Protesters arrested during months of anti-government unrest in Ukraine were granted amnesty on Monday after the opposition agreed to end their occupation of Kiev city hall and other public buildings.
The law dropping charges against the protesters came into effect a day after activists vacated the buildings they had occupied in anger over President Viktor Yanukovych's decision to reject an EU trade deal in favour of closer ties with Russia.

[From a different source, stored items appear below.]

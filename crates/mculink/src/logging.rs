use clap::ValueEnum;
use tracing_subscriber::EnvFilter;

/// Overrides `--log-level` with a full filter, e.g. `mculink_queue=trace`.
pub const LOG_ENV: &str = "MCULINK_LOG";

/// Crates that follow `--log-level`; everything else stays at warn.
const LINK_TARGETS: &[&str] = &[
    "mculink",
    "mculink_mcu",
    "mculink_queue",
    "mculink_dict",
    "mculink_frame",
    "mculink_transport",
];

#[derive(Copy, Clone, Debug, ValueEnum)]
pub enum LogFormat {
    Text,
    Json,
}

#[derive(Copy, Clone, Debug, ValueEnum)]
pub enum LogLevel {
    Error,
    Warn,
    Info,
    Debug,
    Trace,
}

impl LogLevel {
    fn directive(self) -> &'static str {
        match self {
            LogLevel::Error => "error",
            LogLevel::Warn => "warn",
            LogLevel::Info => "info",
            LogLevel::Debug => "debug",
            LogLevel::Trace => "trace",
        }
    }
}

fn default_directives(level: LogLevel) -> String {
    let mut directives = String::from("warn");
    for target in LINK_TARGETS {
        directives.push_str(&format!(",{target}={}", level.directive()));
    }
    directives
}

/// Log to stderr; stdout carries command output only.
///
/// Events carry the emitting thread so the serial I/O thread of each MCU
/// (`<name>-serialqueue`) can be told apart.
pub fn init_logging(format: LogFormat, level: LogLevel) {
    let filter = EnvFilter::try_from_env(LOG_ENV)
        .unwrap_or_else(|_| EnvFilter::new(default_directives(level)));
    let builder = tracing_subscriber::fmt()
        .with_writer(std::io::stderr)
        .with_env_filter(filter)
        .with_ansi(false)
        .with_thread_names(true)
        .with_target(true);

    match format {
        LogFormat::Text => {
            let _ = builder.try_init();
        }
        LogFormat::Json => {
            let _ = builder.json().try_init();
        }
    }
}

However nearly three months after the protests began, the opposition remains firmly entrenched in their sprawling tent city on Kiev's iconic Independence Square, vowing to keep up pressure on the authorities.
Yanukovych conditionally approved the law at the beginning of the month as he sought to pacify protesters following deadly unrest in Kiev that shocked the country.
The announcement it had been granted came late Sunday after the opposition conceded to the condition they move out of the buildings.
"The (amnesty) law comes into force from February 17, 2014, and stipulates that charges against people having committed offences... will be dropped," Ukraine prosecutors said in a statement.
The opposition concession prompted strong criticism on Sunday at the latest mass rally on Independence Square.
"It's a bad decision... We can't trust the authorities, they're crooks. The opposition is making a big mistake," said Volodymyr Penkivski, a 56-year-old protester, who had travelled from northern Ukraine.
"Yanukovych will take other (protesters) hostage. We can't beat a retreat. Otherwise we will all go to prison."
Vitali Klitschko, the former boxer turned opposition leader, acknowledged that the decision to evacuate city hall, though difficult, was the right thing to do.
"When you're behind bars, you don't have the same outlook," he said.
Some of those arrested had been slapped with charges carrying sentences of up to 15 years in jail.
"I am satisfied," said Ruslan Andriyko, a protester who had managed the day-to-day running of the occupied city hall, which had become the "headquarters of the revolution".
"Despite a difficult decision, we succeeded in overcoming emotions and ensuring that the law came into force," Andriyko said.
An uphill struggle
The opposition has also agreed to vacate part of Grushevsky Street, where riots left several dead and hundreds hurt in late January, to allow traffic to move freely.
On Sunday, an opening had been carved out in one of the street's barricades, but this was still fiercely guarded by a row of protesters in combat gear.
Nearby, opportunistic vendors sold calendars and magnets depicting scenes of the months-long unrest.
But protesters still have a host of unmet demands, including a major reform of the constitution to reduce presidential powers in favour of the government and parliament.
Yanukovych dismissed his unpopular government after the deadly riots, but he has yet to appoint a new one and the opposition wants its members to be placed in key positions.
Ultimately, protesters want Yanukovych himself to leave, and a rally is planned on Tuesday in front of parliament.
Andreas Umland, a political scientist at Kyiv-Mohyla Academy in the Ukrainian capital, said the government and opposition were thought to be negotiating a form of power-sharing to be implemented before early presidential elections are held.
"For now the main question is whether Yanukovych will agree to power-sharing, what kind of power-sharing and how much power will be left to the office of the president," he said.